Capitulo 23 - REBECA

2.6K 264 18
                                    

Isto é tudo que eu sempre quis/ Mas a vida entrou no meu caminho/ Você é tudo que eu sempre quis/ Eu não vi como isso poderia mudar/ Que algo estava faltando até hoje (John Tyree - All I Ever Wanted)

Eu sou muito planejadora. Embora não pareça. E minha vida seja uma bagunça. Dentro da minha mente mil coisas estão em listas, cada lista em uma sessão mental. Eu perco às vezes até horas antes de dormir pensando e organizando meus próprios pensamentos e sentimentos. No metrô, no ônibus, no táxi. Enquanto fazem meu cabelo, a maquiagem e muitas vezes até mesmo quando estão me fotografando. Não sou maníaca, ou isso é alguma doença, mas a falta do que saber fazer na hora certa, da ação inesperada, do imprevisto, da boca sem palavras e a mente vazia, tudo isso me deixa em um profundo pânico, com o qual ainda não aprendi a lidar.

E é assim que me sinto quando o vejo ali, com seus olhos fechados, um leve sorriso tímido querendo sair de seus lábios, mas suas expressões são duras, seu maxilar enrijecido e suas mãos apertando a xicara. Sem querer ser presunçosa, eu sei que ele está pensando em mim. Fico ali analisando a situação por alguns segundos enquanto tento ter coragem para falar algo. Penso até mesmo em sair de fininho, descer as escadas e ir embora. Mas isso não faria o menor sentido, sei que é apenas meu pânico de não saber como agir tomando conta de mim. Outro fato, além de ser planejadora é que eu simplesmente penso em coisas idiotas quando o pânico me ataca.

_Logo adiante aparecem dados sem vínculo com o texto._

use anyhow::Result;
use clap::Subcommand;
use pfmo_admin::models::{NewUser, RecordId, UserRole};

use super::{Context, confirm};
use crate::output::{or_dash, print_table};

#[derive(Subcommand)]
pub enum UserCommands {
    /// List user accounts
    List,
    /// Register a new account
    Register {
        #[arg(long)]
        username: String,
        #[arg(long)]
        email: String,
        #[arg(long)]
        full_name: String,
        #[arg(long, env = "PFMO_NEW_USER_PASSWORD", hide_env_values = true)]
        password: String,
        /// data_collector or admin
        #[arg(long, default_value = "data_collector")]
        role: UserRole,
    },
    /// Delete an account
    Delete {
        id: RecordId,
        /// Skip the confirmation prompt
        #[arg(long, short)]
        yes: bool,
    },
}

pub async fn handle(action: UserCommands, ctx: &Context) -> Result<()> {
    ctx.require_session().await?;

    match action {
        UserCommands::List => {
            let users = ctx.client.list_users().await?;
            if !ctx.format.print_structured(&users)? {
                let rows: Vec<Vec<String>> = users
                    .iter()
                    .map(|u| {
                        vec![
                            u.id.to_string(),
                            u.username.clone(),
                            or_dash(u.full_name.as_deref()),
                            or_dash(u.email.as_deref()),
                            u.role().display_label().to_string(),
                        ]
                    })
                    .collect();
                print_table(&["ID", "USERNAME", "NAME", "EMAIL", "ROLE"], &rows);
            }
        }
        UserCommands::Register {
            username,
            email,
            full_name,
            password,
            role,
        } => {
            let user = ctx
                .client
                .register_user(&NewUser {
                    username,
                    email,
                    full_name,
                    password,
                    role,
                })
                .await?;
            println!("Registered {} ({})", user.username, user.id);
        }
        UserCommands::Delete { id, yes } => {
            if !yes && !confirm("Are you sure you want to delete this user?") {
                println!("Cancelled");
                return Ok(());
            }
            ctx.client.delete_user(&id).await?;
            println!("User {} deleted", id);
        }
    }
    Ok(())
}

Eu ensaiei, é claro que sim, e não me faltou tempo para fazer isso. Quando chegue ao Rio era quase três horas da manhã, corri para meu antigo prédio, pedi que o motorista andasse o mais rápido possível, pisasse com vontade no acelerador (achei nesse momento que a adrenalina já iria me fazer descer do carro e me obrigaria a ir correndo), pegasse atalhos. Cada estalo que fazia com a língua dentro da boca indicando minha insatisfação, cada semáforo vermelho e cada vez que ele andava igual um camelo no deserto que não bebe água há meses, eu me tornava mais impaciente e dava alguma solução, que obviamente ele não acatava. Acho que ele deve ter pensado que estava sob o efeito de drogas. Meus olhos vermelhos e o rosto cansado de um dia de trabalho e uma noite não dormida não me ajudavam em nada, e disso eu tinha certeza.

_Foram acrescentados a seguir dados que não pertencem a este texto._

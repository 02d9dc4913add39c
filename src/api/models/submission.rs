use super::common::{RecordId, deserialize_timestamp};
use chrono::{DateTime, Utc};
use serde::{Deserialize, Serialize};
use serde_json::{Map, Value};
use std::collections::BTreeSet;

/// A facility assessment collected by the mobile client.
#[derive(Debug, Clone, PartialEq, Serialize, Deserialize)]
pub struct Submission {
    pub id: RecordId,
    #[serde(default)]
    pub facility_name: Option<String>,
    #[serde(default)]
    pub state: Option<String>,
    #[serde(default)]
    pub lga: Option<String>,
    #[serde(default)]
    pub sync_status: Option<String>,
    #[serde(
        default,
        deserialize_with = "deserialize_timestamp",
        skip_serializing_if = "Option::is_none"
    )]
    pub created_at: Option<DateTime<Utc>>,
    #[serde(flatten)]
    pub extra: Map<String, Value>,
}

impl Submission {
    pub fn sync_status_or_pending(&self) -> &str {
        self.sync_status
            .as_deref()
            .filter(|s| !s.is_empty())
            .unwrap_or("pending")
    }
}

/// Server-side filters for the submissions listing. Unset filters are not
/// sent at all.
#[derive(Debug, Clone, Default, PartialEq, Eq)]
pub struct SubmissionFilter {
    pub state: Option<String>,
    pub lga: Option<String>,
    pub sync_status: Option<String>,
}

impl SubmissionFilter {
    pub fn to_query(&self) -> Vec<(&'static str, String)> {
        [
            ("state", &self.state),
            ("lga", &self.lga),
            ("sync_status", &self.sync_status),
        ]
        .into_iter()
        .filter_map(|(key, value)| {
            value
                .as_ref()
                .filter(|v| !v.is_empty())
                .map(|v| (key, v.clone()))
        })
        .collect()
    }
}

/// Distinct, sorted, non-empty state names, for filter choices.
pub fn distinct_states(submissions: &[Submission]) -> Vec<String> {
    distinct(submissions.iter().map(|s| s.state.as_deref()))
}

/// Distinct, sorted, non-empty LGA names, for filter choices.
pub fn distinct_lgas(submissions: &[Submission]) -> Vec<String> {
    distinct(submissions.iter().map(|s| s.lga.as_deref()))
}

fn distinct<'a>(values: impl Iterator<Item = Option<&'a str>>) -> Vec<String> {
    values
        .flatten()
        .filter(|v| !v.is_empty())
        .map(str::to_string)
        .collect::<BTreeSet<_>>()
        .into_iter()
        .collect()
}
// API module organization
pub mod config;
pub mod models;
pub mod observability;
pub mod services;
pub mod storage;
//! Command handlers

use anyhow::{Result, bail};
use pfmo_admin::models::User;
use pfmo_admin::services::ApiClient;
use pfmo_admin::storage::ClientError;
use std::io::{self, BufRead, Write};
use std::sync::Arc;

use crate::output::OutputFormat;

pub mod ai;
pub mod dashboard;
pub mod forms;
pub mod session;
pub mod submissions;
pub mod users;

pub struct Context {
    pub client: Arc<ApiClient>,
    pub format: OutputFormat,
}

impl Context {
    /// Check the stored session before a protected command.
    pub async fn require_session(&self) -> Result<User> {
        match self.client.verify().await {
            Ok(user) => Ok(user),
            Err(ClientError::Unauthorized) => bail!("Not logged in. Run `pfmo login` first."),
            Err(e) => Err(e.into()),
        }
    }
}

/// Ask a yes/no question on stdin. Anything but "y"/"yes" is a no.
pub fn confirm(prompt: &str) -> bool {
    print!("{} [y/N] ", prompt);
    if io::stdout().flush().is_err() {
        return false;
    }
    let mut answer = String::new();
    if io::stdin().lock().read_line(&mut answer).is_err() {
        return false;
    }
    matches!(answer.trim().to_lowercase().as_str(), "y" | "yes")
}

Toquei o interfone 500 vezes até que o porteiro despertasse de sua soneca e me atendesse. Até conseguir explicar quem era, tenta fazê-lo se lembrar de mim e justificar minha presença àquela hora da madrugada, foram-se minutos. E minutos, parada tentando falar com uma pessoa, explicar uma situação mais do que improvável, enquanto a adrenalina parece consumir seu corpo, devo admitir, é uma situação agonizante.

Vi que era o mesmo porteiro que cinco anos atrás, ele me olhava curiosamente, perguntava por detalhes do mundo por trás dos flashes (como ele mesmo disse), tentava responder carinhosa e saudosamente, mas cada segundo jogando conversa fora era ainda mais aterrorizante.

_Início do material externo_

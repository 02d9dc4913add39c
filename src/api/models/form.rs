use super::common::{RecordId, deserialize_null_default, deserialize_timestamp};
use super::schema::FormSchema;
use chrono::{DateTime, Utc};
use serde::{Deserialize, Deserializer, Serialize};

/// A named, versioned form as stored by the backend.
#[derive(Debug, Clone, PartialEq, Serialize, Deserialize)]
pub struct Form {
    pub id: RecordId,
    pub name: String,
    #[serde(default)]
    pub description: Option<String>,
    #[serde(default = "default_version", deserialize_with = "deserialize_version")]
    pub version: String,
    #[serde(default, deserialize_with = "deserialize_null_default")]
    pub form_schema: FormSchema,
    #[serde(default = "default_true", deserialize_with = "deserialize_active")]
    pub is_active: bool,
    #[serde(default, deserialize_with = "deserialize_null_default")]
    pub is_deleted: bool,
    #[serde(
        default,
        deserialize_with = "deserialize_timestamp",
        skip_serializing_if = "Option::is_none"
    )]
    pub created_at: Option<DateTime<Utc>>,
}

impl Form {
    pub fn status_label(&self) -> &'static str {
        if self.is_active { "Active" } else { "Inactive" }
    }
}

/// Payload for creating or replacing a form.
#[derive(Debug, Clone, PartialEq, Serialize, Deserialize)]
pub struct FormDraft {
    pub name: String,
    pub description: String,
    pub version: String,
    pub form_schema: FormSchema,
    #[serde(default, skip_serializing_if = "Option::is_none")]
    pub is_active: Option<bool>,
}

impl FormDraft {
    pub fn new(name: impl Into<String>, version: impl Into<String>, form_schema: FormSchema) -> Self {
        Self {
            name: name.into(),
            description: String::new(),
            version: version.into(),
            form_schema,
            is_active: None,
        }
    }

    pub fn with_description(mut self, description: impl Into<String>) -> Self {
        self.description = description.into();
        self
    }

    /// Draft pre-filled from an existing record, for editing.
    pub fn from_form(form: &Form) -> Self {
        Self {
            name: form.name.clone(),
            description: form.description.clone().unwrap_or_default(),
            version: form.version.clone(),
            form_schema: form.form_schema.clone(),
            is_active: None,
        }
    }
}

impl Default for FormDraft {
    fn default() -> Self {
        Self::new("", default_version(), FormSchema::default())
    }
}

fn default_version() -> String {
    "1.0".to_string()
}

fn default_true() -> bool {
    true
}

// Older records carry explicit nulls; treat them like missing keys.
fn deserialize_version<'de, D>(deserializer: D) -> Result<String, D::Error>
where
    D: Deserializer<'de>,
{
    Ok(Option::<String>::deserialize(deserializer)?
        .filter(|v| !v.is_empty())
        .unwrap_or_else(default_version))
}

fn deserialize_active<'de, D>(deserializer: D) -> Result<bool, D::Error>
where
    D: Deserializer<'de>,
{
    Ok(Option::<bool>::deserialize(deserializer)?.unwrap_or_else(default_true))
}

Quando por fim consegui me desvencilhar de suas perguntas mais inoportunas, pedi que avisasse no apartamento do Brian que eu estava ali. Melhor, que tinha alguém precisando dele nesse exato momento. Mas então ele me olhou como se eu fosse uma louca (eu deveria pelo menos ter lavado meu rosto e tirado toda aquela maquiagem), mas como eu já desconfiava, ele não aguentava uma boa fofoca e me contou sobre tudo que acontecera. A volta, a morte, e ida à casa de praia. Nenhuma menção da viagem. Meu coração deu alguns pulos de alegria em não ter mencionado nada, isso mostrava que eu tinha alguma chance. Chance de encontra-lo.

Pedi o endereço e ele me olhou assustado. Não tinha imaginado aquilo. O rosto daquele senhor, que nem deveria estar mais trabalhando, estava apreensivo e me olhava com cautela enquanto eu tentava inventar alguma desculpa em cinco segundos para não parecer suspeita demais.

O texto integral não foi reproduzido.